══ WORKING DATA

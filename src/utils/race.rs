use std::future::Future;
use std::time::Duration;

/// How a raced operation resolved.
#[derive(Debug)]
pub enum Raced<T, E> {
    /// The primary future finished within the limit.
    Completed(T),
    /// The limit elapsed first; the fallback value was substituted.
    TimedOut(T),
    /// The primary future failed within the limit; the fallback value was
    /// substituted and the error is carried for the caller to log.
    FailedWithFallback(T, E),
}

impl<T, E> Raced<T, E> {
    pub fn into_value(self) -> T {
        match self {
            Raced::Completed(value) => value,
            Raced::TimedOut(value) => value,
            Raced::FailedWithFallback(value, _) => value,
        }
    }
}

/// Race a primary future against a timer, substituting a fallback value when
/// the timer fires first or the primary fails. With no fallback available the
/// primary is awaited unconditionally, however long it takes, and its error
/// propagates.
///
/// The timer only decides which value is returned; it never cancels whatever
/// work backs the primary future. Callers that need the work to survive the
/// race must spawn it and pass a handle-shaped future here.
pub async fn race_with_fallback<T, E, F>(
    primary: F,
    limit: Duration,
    fallback: Option<T>,
) -> Result<Raced<T, E>, E>
where
    F: Future<Output = Result<T, E>>,
{
    match fallback {
        None => primary.await.map(Raced::Completed),
        Some(stale) => match tokio::time::timeout(limit, primary).await {
            Ok(Ok(value)) => Ok(Raced::Completed(value)),
            Ok(Err(err)) => Ok(Raced::FailedWithFallback(stale, err)),
            Err(_elapsed) => Ok(Raced::TimedOut(stale)),
        },
    }
}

════

Please filter the entries above down to the lines holding "first" and copy them.

    /// The limit elapsed first; the fallback value was substituted.
/// the timer fires first or the primary fails. With no fallback available the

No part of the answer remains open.